Da quanto si è appena detto si ricava che pur essendovi, in Italia, un’elevatissima applicazione dei Ccnl da parte delle imprese, vi è una non piccola quantità di imprese che applicano Ccnl sottoscritti da piccole Associazioni, in concorrenza con le federazioni aderenti a Cgil, Cisl, Uil, in cui sono previste retribuzioni sensibilmente più basse rispetto a quelle previste nei Ccnl sottoscritte dai sindacati confederali storici. Rilevare il numero di imprese che applicano un Ccnl c.d. pirata e quindi il numero di lavoratori con una retribuzione inferiore a quella prevista dai Ccnl sottoscritti dai sindacati aderenti a Cgil, Cisl, Uil, anche grazie all’ausilio dei codici contratto indicati dal Cnel, non dovrebbe essere operazione particolarmente complessa per l’Inps. La conoscenza di questo dato consentirebbe di capire l’effettiva incidenza delle basse retribuzioni conseguenza dell’applicazione dei c.d. “contratti pirata”, aldilà dei dati forniti dalla Fondazione di Vittorio ormai superati.

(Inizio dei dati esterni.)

use serde_json::{Map, Value, json};

use crate::backend::{Backend, parameter_type, sample_value};
use crate::resources::{Project, ResourceMethod, Response};
use crate::schema::{Primitive, Schema};

/// Renders the project model as a Swagger 2.0 document.
pub(crate) struct SwaggerBackend;

impl Backend for SwaggerBackend {
    fn render(&self, project: &Project) -> String {
        let mut document = Map::new();
        document.insert("swagger".to_string(), json!("2.0"));
        document.insert(
            "info".to_string(),
            json!({
                "version": project.version,
                "title": project.name,
            }),
        );
        document.insert("host".to_string(), json!(project.domain));
        document.insert(
            "basePath".to_string(),
            json!(format!("/{}", project.resources.base_path)),
        );
        document.insert("schemes".to_string(), json!(["http"]));

        let mut paths = Map::new();
        for (sub_path, methods) in &project.resources.methods {
            let mut operations = Map::new();
            for method in methods {
                operations.insert(
                    method.verb.as_str().to_lowercase(),
                    operation(method),
                );
            }
            paths.insert(format!("/{sub_path}"), Value::Object(operations));
        }
        document.insert("paths".to_string(), Value::Object(paths));

        serde_json::to_string_pretty(&Value::Object(document))
            .expect("swagger document serialization")
    }
}

fn operation(method: &ResourceMethod) -> Value {
    let consumes: Vec<&String> = method.request_media_types.iter().collect();
    let produces: Vec<&String> = method.response_media_types.iter().collect();

    let mut operation = Map::new();
    operation.insert("consumes".to_string(), json!(consumes));
    operation.insert("produces".to_string(), json!(produces));
    operation.insert("parameters".to_string(), parameters(method));
    operation.insert("responses".to_string(), responses(method));
    Value::Object(operation)
}

fn parameters(method: &ResourceMethod) -> Value {
    let mut entries = Vec::new();
    let groups = [
        ("path", &method.parameters.path),
        ("header", &method.parameters.header),
        ("query", &method.parameters.query),
        ("formData", &method.parameters.form),
    ];
    for (location, group) in groups {
        for (name, java_type) in group {
            entries.push(json!({
                "name": name,
                "in": location,
                "required": true,
                "type": parameter_type(java_type),
            }));
        }
    }

    if let Some(body) = &method.request_body {
        entries.push(json!({
            "name": "body",
            "in": "body",
            "required": true,
            "schema": schema_value(&body.schema),
        }));
    }

    Value::Array(entries)
}

fn responses(method: &ResourceMethod) -> Value {
    let mut entries = Map::new();
    for (status, response) in &method.responses {
        entries.insert(status.to_string(), response_value(*status, response));
    }
    Value::Object(entries)
}

fn response_value(status: u16, response: &Response) -> Value {
    let mut headers = Map::new();
    for header in &response.headers {
        headers.insert(header.clone(), json!({ "type": "string" }));
    }

    let mut entry = Map::new();
    entry.insert("description".to_string(), json!(reason_phrase(status)));
    entry.insert("headers".to_string(), Value::Object(headers));
    if let Some(body) = &response.body {
        entry.insert("schema".to_string(), schema_value(&body.schema));
    }
    Value::Object(entry)
}

fn schema_value(schema: &Schema) -> Value {
    match schema {
        Schema::Primitive(Primitive::Str) => json!({ "type": "string" }),
        Schema::Primitive(Primitive::Date) => json!({ "type": "string", "format": "date-time" }),
        Schema::Primitive(Primitive::Integer) => json!({ "type": "integer" }),
        Schema::Primitive(Primitive::Number) => json!({ "type": "number" }),
        Schema::Primitive(Primitive::Boolean) => json!({ "type": "boolean" }),
        Schema::Array(element) => json!({ "type": "array", "items": schema_value(element) }),
        Schema::Object(properties) => {
            let mut rendered = Map::new();
            for (name, property) in properties {
                rendered.insert(name.clone(), schema_value(property));
            }
            json!({ "type": "object", "properties": Value::Object(rendered) })
        }
    }
}

fn reason_phrase(status: u16) -> &'static str {
    match status {
        200 => "OK",
        201 => "Created",
        202 => "Accepted",
        204 => "No Content",
        205 => "Reset Content",
        206 => "Partial Content",
        301 => "Moved Permanently",
        302 => "Found",
        303 => "See Other",
        304 => "Not Modified",
        307 => "Temporary Redirect",
        400 => "Bad Request",
        401 => "Unauthorized",
        402 => "Payment Required",
        403 => "Forbidden",
        404 => "Not Found",
        405 => "Method Not Allowed",
        406 => "Not Acceptable",
        407 => "Proxy Authentication Required",
        408 => "Request Timeout",
        409 => "Conflict",
        410 => "Gone",
        411 => "Length Required",
        412 => "Precondition Failed",
        413 => "Request Entity Too Large",
        414 => "Request-URI Too Long",
        415 => "Unsupported Media Type",
        416 => "Requested Range Not Satisfiable",
        417 => "Expectation Failed",
        500 => "Internal Server Error",
        501 => "Not Implemented",
        502 => "Bad Gateway",
        503 => "Service Unavailable",
        504 => "Gateway Timeout",
        505 => "HTTP Version Not Supported",
        _ => "",
    }
}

- La misurazione della rappresentatività sindacale
La mancata attuazione dell’art. 39 Cost. (commi successivi al primo) ha causato non poche difficoltà nell’individuazione dei criteri per la determinazione della rappresentatività delle diverse organizzazioni sindacali. Dopo la legge 14 luglio 1959, n. 741, c.d. «legge Vigorelli», la Corte costituzionale con la sentenza del 19 dicembre 1962, n. 106 superò le obiezioni sollevate in base alla considerazione che la legge delega che, nelle more dell’applicazione dell’art. 39 Cost., rendeva obbligatoria l’applicazione dei Ccnl fino a quel momento sottoscritti, era «provvisoria, transitoria ed eccezionale». Ma il tentativo successivo di dare validità erga omnes ai nuovi Ccnl, non potendosi più considerare “eccezionale”, fu dichiarata dalla Corte costituzionalmente illegittima per contrasto con l’art. 39 Cost.
Da allora, i Ccnl non hanno validità erga omnes ma soltanto l’efficacia riconosciuta dall’ordinamento agli atti di diritto comune: vincolano soltanto chi li ha sottoscritti e le imprese che danno delega di rappresentanza alle Associazioni sottoscrittrici.
Per lungo tempo la giurisprudenza, sia della Corte di Cassazione sia della Corte costituzionale, ha elaborato alcuni parametri per l’individuazione delle Organizzazioni sindacali maggiormente rappresentative, soprattutto per stabilire a quali soggetti fosse consentita la costituzione delle Rappresentanze sindacali aziendali ex L. 300/70, art. 19, co. 1, lett. a) e b). in un primo tempo aveva stabilito alcuni indici tra i quali l’intercategorialità, la dimensione nazionale e il numero degli iscritti.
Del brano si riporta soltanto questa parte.